Rapport de la commission Fenech : une réorganisation de l'opération est préconisée

"L’opération “Sentinelle” n’a pas vocation à s’inscrire dans la durée" a conclu la commission d'enquête parlementaire sur les attentats du 13 novembre mené par le députée (LR) du Rhône Georges Fenech le 5 juillet dernier. Même chose concernant le plan Vigipirate, pour lequel la commission parlementaire considère que "l’incidence réelle sur la menace terroriste de cette posture générale pourrait être discutée, elle n’a pas réellement permis de prévenir un attentat depuis 1995" précise le rapport. Les députés rappellent également les chiffres statistiques de l'opération Sentinelle : les armes n'ont été utilisées qu'une fois le 1er janvier dernier à Valence, après qu'un homme ait tenté d'agresser les soldats. Sans se servir de leurs Famas, les militaires ont fait usage de la force à 28 reprises, dont 17 fois en état de légitime défense, six fois en prêt de main-forte aux forces de l’ordre et cinq fois pour des interpositions ou des flagrants délits. Ils ont également constitué 1 302 périmètres de sécurité, prêté main-forte aux forces de sécurité intérieure à 285 reprises, et porté 151 fois secours à la population.

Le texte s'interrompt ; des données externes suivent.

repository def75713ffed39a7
//! HTTP middleware for request processing and protection.
//!
//! Provides authentication, rate limiting, and observability middleware.

pub mod auth;
pub mod rate_limit;
pub mod tracing;
//! Handlers for click tracking and link generation.

use axum::{
    Json,
    extract::{State, rejection::JsonRejection},
    http::StatusCode,
};
use validator::Validate;

use crate::api::dto::link::{GenerateLinkRequest, GenerateLinkResponse};
use crate::api::dto::track::{TrackRequest, TrackResponse};
use crate::api::extract::ClientContext;
use crate::error::AppError;
use crate::state::AppState;

/// Records a click reported by a client-side integration.
///
/// # Endpoint
///
/// `POST /api/affiliate/track`
///
/// # Request Body
///
/// ```json
/// { "partnerId": "P1", "productId": "X1", "sessionId": "s-1", "utmSource": "newsletter" }
/// ```
///
/// IP address, user agent and referrer are taken from the request itself.
///
/// # Response
///
/// `201 Created` with `{ "trackingId": "..." }`.
///
/// # Errors
///
/// - 400 when a field is invalid (every invalid field is listed)
/// - 404 for an unknown partner or product
/// - 410 for an inactive partner or product
pub async fn track_handler(
    State(state): State<AppState>,
    ClientContext(client): ClientContext,
    payload: Result<Json<TrackRequest>, JsonRejection>,
) -> Result<(StatusCode, Json<TrackResponse>), AppError> {
    let Json(payload) = payload?;
    payload.validate()?;

    let tracking_id = state
        .tracking_service
        .track_click(payload.into_input(client))
        .await?;

    Ok((StatusCode::CREATED, Json(TrackResponse { tracking_id })))
}

/// Builds an affiliate link pointing at the redirect endpoint.
///
/// # Endpoint
///
/// `POST /api/affiliate/generate-link`
///
/// # Response
///
/// ```json
/// { "affiliateLink": "https://site.example/api/affiliate/redirect?p=P1&pr=X1&utm_source=blog" }
/// ```
pub async fn generate_link_handler(
    State(state): State<AppState>,
    payload: Result<Json<GenerateLinkRequest>, JsonRejection>,
) -> Result<Json<GenerateLinkResponse>, AppError> {
    let Json(payload) = payload?;
    payload.validate()?;

    let affiliate_link = state.link_service.generate_link(payload.into()).await?;

    Ok(Json(GenerateLinkResponse { affiliate_link }))
}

Le préfet du Rhône souhaite faire appel aux réservistes et aux retraités de l'armée et de la police

Suite à la réunion nationale des états major de l'armée ce vendredi 15 juillet, le préfet du Rhône, Michel Delpuech, a tenu une conférence de presse. Pour lui, le dispositif Sentinelle devra être mobilisé en priorité sur les "grands lieux de rassemblements" et "évènements festifs de l'été". Une présence qui sera évaluée "au cas par cas en fonction du risque et de la présence d'autres forces de sécurité". Sans doute conscient que les nouvelles embauches dans l'armée décidées par François Hollande en 2015 ne seront opérationnelles qu'à la fin de 2017 et que le maintien d'un effectif à 10 000 hommes est difficilement possible dans la durée, Michel Delpuech envisage de soulager les effectifs militaires et policiers en faisant davantage appel aux réservistes, voire même aux retraités de l'armée et de la police. "Il s’agit de faire revenir des militaires à la retraite pour des missions de garde et de proximité. Cela demande une certaine organisation, il faut les appeler, les équiper. Mais la question est clairement posée de faire appel à eux". Un premier chiffre d'un millier d'hommes a été évoqué, sans qu'il ne soit confirmé.